Conservative MP Edward Argar said there was a ‘fear that it may raise expectations that are not necessarily deliverable on in the current context’.
Another proposed amendment to the bill would stop the creation of the single patient record without a plan to prevent ‘inappropriate access’ of patients’ health records.
The Government has said the single patient record will make patients’ data visible to clinicians across different care settings and will also be available for patients to view on the NHS App by 2028. The Health Bill would compel GPs to share their patients’ information for the single patient record under threat of ‘sanctions’.
Dr Caroline Johnson, who is a member of the House of Commons Health and Social Care Committee, wrote an amendment which would prevent the secretary of state from establishing the single patient record ‘unless a plan to prevent inappropriate access by clinicians’ has been published.
It comes after a series of media reports of NHS staff being reprimanded or dismissed after inappropriately accessing health records of the victims of high-profile incidents.
The Tory MP’s amendment states: ‘Regulations may not be laid under this section unless the Secretary of State has published a plan setting out the measures to be taken to prevent clinicians and other persons involved in the provision of health care or social care from accessing patient information made available through the system otherwise than for the purposes of the care of the patient concerned (an “inappropriate access prevention plan”).’
It said any such plan should include ‘technical controls’ to restrict access to patient information, a clear audit trail to establish who accessed information and when, and should set out clear roles for the CQC and Information Commissioner in enforcing compliance with these controls.
An explanatory statement for the amendment added: ‘This amendment prevents the Secretary of State from making regulations to establish the single patient record unless a plan to prevent inappropriate access by clinicians and other care workers has first been published and laid before Parliament.’

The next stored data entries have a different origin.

//! In-memory sensor store
//!
//! Behaves like the REST API: updates merge the second reading into the
//! stored record, and failures can be queued per sensor to exercise error
//! paths. Every call is logged for inspection.

use std::collections::{BTreeMap, HashMap, VecDeque};

use parking_lot::Mutex;

use super::{ApiError, ApiResult, SensorStore};
use crate::measurement::records::{ProjectId, RecordId, SensorRecord, StoredRecord};
use crate::telemetry::messages::SensorKind;

/// A store operation as seen by [`MemoryStore`]
#[derive(Debug, Clone, PartialEq)]
pub enum StoreCall {
    Create {
        project: ProjectId,
        kind: SensorKind,
    },
    Get {
        project: ProjectId,
        kind: SensorKind,
        id: RecordId,
    },
    List {
        project: ProjectId,
        kind: SensorKind,
    },
    Update {
        project: ProjectId,
        kind: SensorKind,
        id: RecordId,
    },
    Delete {
        project: ProjectId,
        kind: SensorKind,
        id: RecordId,
    },
}

#[derive(Default)]
struct Inner {
    next_id: u64,
    records: BTreeMap<(SensorKind, RecordId), StoredRecord>,
    failures: HashMap<SensorKind, VecDeque<ApiError>>,
    calls: Vec<StoreCall>,
}

impl Inner {
    fn take_failure(&mut self, kind: SensorKind) -> ApiResult<()> {
        match self.failures.get_mut(&kind).and_then(VecDeque::pop_front) {
            Some(err) => Err(err),
            None => Ok(()),
        }
    }
}

#[derive(Default)]
pub struct MemoryStore {
    inner: Mutex<Inner>,
}

impl MemoryStore {
    pub fn new() -> Self {
        Self::default()
    }

    /// Make the next call touching `kind` fail with `error`
    pub fn fail_next(&self, kind: SensorKind, error: ApiError) {
        self.inner
            .lock()
            .failures
            .entry(kind)
            .or_default()
            .push_back(error);
    }

    pub fn calls(&self) -> Vec<StoreCall> {
        self.inner.lock().calls.clone()
    }

    pub fn len(&self) -> usize {
        self.inner.lock().records.len()
    }

    pub fn is_empty(&self) -> bool {
        self.len() == 0
    }
}

impl SensorStore for MemoryStore {
    fn create(&self, project: ProjectId, record: &SensorRecord) -> ApiResult<RecordId> {
        let kind = record.kind();
        let mut inner = self.inner.lock();
        inner.calls.push(StoreCall::Create { project, kind });
        inner.take_failure(kind)?;

        inner.next_id += 1;
        let id = RecordId(inner.next_id);
        inner.records.insert(
            (kind, id),
            StoredRecord {
                id,
                project_id: project,
                record: record.clone(),
            },
        );
        tracing::debug!("Created {} record {} for project {}", kind, id, project);
        Ok(id)
    }

    fn get(
        &self,
        project: ProjectId,
        kind: SensorKind,
        id: RecordId,
    ) -> ApiResult<Option<StoredRecord>> {
        let mut inner = self.inner.lock();
        inner.calls.push(StoreCall::Get { project, kind, id });
        inner.take_failure(kind)?;

        Ok(inner
            .records
            .get(&(kind, id))
            .filter(|r| r.project_id == project)
            .cloned())
    }

    fn list(&self, project: ProjectId, kind: SensorKind) -> ApiResult<Vec<StoredRecord>> {
        let mut inner = self.inner.lock();
        inner.calls.push(StoreCall::List { project, kind });
        inner.take_failure(kind)?;

        Ok(inner
            .records
            .values()
            .filter(|r| r.project_id == project && r.record.kind() == kind)
            .cloned()
            .collect())
    }

    fn update(&self, project: ProjectId, id: RecordId, record: &SensorRecord) -> ApiResult<()> {
        let kind = record.kind();
        let mut inner = self.inner.lock();
        inner.calls.push(StoreCall::Update { project, kind, id });
        inner.take_failure(kind)?;

        let stored = inner
            .records
            .get_mut(&(kind, id))
            .filter(|r| r.project_id == project)
            .ok_or(ApiError::NotFound)?;
        stored.record = stored
            .record
            .merged_with(record)
            .ok_or_else(|| ApiError::Client {
                status: 400,
                message: format!("record {} is not a {} record", id, kind),
            })?;
        Ok(())
    }

    fn delete(&self, project: ProjectId, kind: SensorKind, id: RecordId) -> ApiResult<()> {
        let mut inner = self.inner.lock();
        inner.calls.push(StoreCall::Delete { project, kind, id });
        inner.take_failure(kind)?;

        let owned = inner
            .records
            .get(&(kind, id))
            .is_some_and(|r| r.project_id == project);
        if !owned {
            return Err(ApiError::NotFound);
        }
        inner.records.remove(&(kind, id));
        Ok(())
    }
}

#[cfg(test)]
mod tests {
    use super::*;
    use crate::telemetry::messages::DistanceReading;

    fn reading(m: f64) -> SensorRecord {
        SensorRecord::Distance(DistanceReading {
            distance_m: m,
            signal_strength: 2000,
            temperature_c: 24.0,
        })
    }

    #[test]
    fn test_create_get_list() {
        let store = MemoryStore::new();
        let id = store.create(42, &reading(1.0)).unwrap();

        let stored = store.get(42, SensorKind::TfLuna, id).unwrap().unwrap();
        assert_eq!(stored.record, reading(1.0));
        assert_eq!(stored.project_id, 42);

        assert_eq!(store.list(42, SensorKind::TfLuna).unwrap().len(), 1);
        assert!(store.list(42, SensorKind::Imx477).unwrap().is_empty());
        assert!(store.list(7, SensorKind::TfLuna).unwrap().is_empty());
    }

    #[test]
    fn test_missing_reads_are_empty() {
        let store = MemoryStore::new();
        assert_eq!(store.get(1, SensorKind::TfLuna, RecordId(99)).unwrap(), None);
        assert!(store.list(1, SensorKind::Mpu6050).unwrap().is_empty());
    }

    #[test]
    fn test_update_merges() {
        let store = MemoryStore::new();
        let id = store.create(42, &reading(1.2)).unwrap();
        store.update(42, id, &reading(0.8)).unwrap();

        let stored = store.get(42, SensorKind::TfLuna, id).unwrap().unwrap();
        let SensorRecord::Distance(d) = stored.record else {
            panic!("expected distance record");
        };
        assert!((d.distance_m - 2.0).abs() < 1e-9);
    }

    #[test]
    fn test_update_other_project_not_found() {
        let store = MemoryStore::new();
        let id = store.create(42, &reading(1.2)).unwrap();
        assert_eq!(store.update(7, id, &reading(0.8)), Err(ApiError::NotFound));
        assert_eq!(
            store.delete(7, SensorKind::TfLuna, id),
            Err(ApiError::NotFound)
        );
        assert_eq!(store.len(), 1);
    }

    #[test]
    fn test_queued_failure_fires_once() {
        let store = MemoryStore::new();
        store.fail_next(SensorKind::TfLuna, ApiError::NotAuthenticated);

        assert_eq!(
            store.create(42, &reading(1.0)),
            Err(ApiError::NotAuthenticated)
        );
        assert!(store.create(42, &reading(1.0)).is_ok());
        assert_eq!(store.calls().len(), 2);
    }

    #[test]
    fn test_delete() {
        let store = MemoryStore::new();
        let id = store.create(42, &reading(1.0)).unwrap();
        store.delete(42, SensorKind::TfLuna, id).unwrap();
        assert!(store.is_empty());
    }
}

Doctors’ Association UK (DAUK) GP spokesperson Dr Steve Taylor told Pulse there needs to be a wider consultation to define ‘appropriate’ access before the single patient record is created.
Dr Taylor said: ‘Before the single patient record is fully rolled out, there are a lot of questions that need to be resolved. It needs a full consultation with patient groups, doctors, professionals in different sectors, and people need to decide what’s needed and what’s not, rather than just going carte blanche on everything.’
He also said the establishment of technical controls as part of an inappropriate access plan could affect learning opportunities for GPs.
He said: ‘There is professional curiosity, and then there’s snooping, which is just downright wrong.
‘I think in theory this [amendment] would end professional curiosity, because ultimately if I came into my surgery tomorrow and I see on the boards that somebody’s passed away, I may have a look to see what had happened.
‘Is it professional curiosity to go and find out about somebody I’ve had some input in their care over the last 10 years, to find out how what happened? There are things I could learn from that – did I do something wrong in the process of looking after that patient six months ago?’
GP leaders and patient data groups have previously voiced concerns about how confidentiality of patient data would be protected in the legislation.
Meanwhile, the Government proposed its own amendment to the bill which would ensure dispensing contracts are made with GP practices instead of individual GPs.
Proposed by care minister Karin Smyth, the amendment states: ‘This updates the legislation about the provision of pharmaceutical services by medical practitioners to conform with current law and practice whereby commissioning arrangements are generally made with the practice rather than individual doctors.’
At the public bill committee, Ms Smyth elaborated on the amendment, arguing: ‘In practice today, arrangements for primary medical services are made with GP practices, not individual general practitioners, and patient lists are held at practice level.
‘New clause 21 therefore brings the legislation into line with the way services are already commissioned and delivered. It will mean that, where such arrangements are made with dispensing doctors, they are made with GP practices rather than individual GPs.’
Pulse has contacted DHSC to comment on the proposed amendments.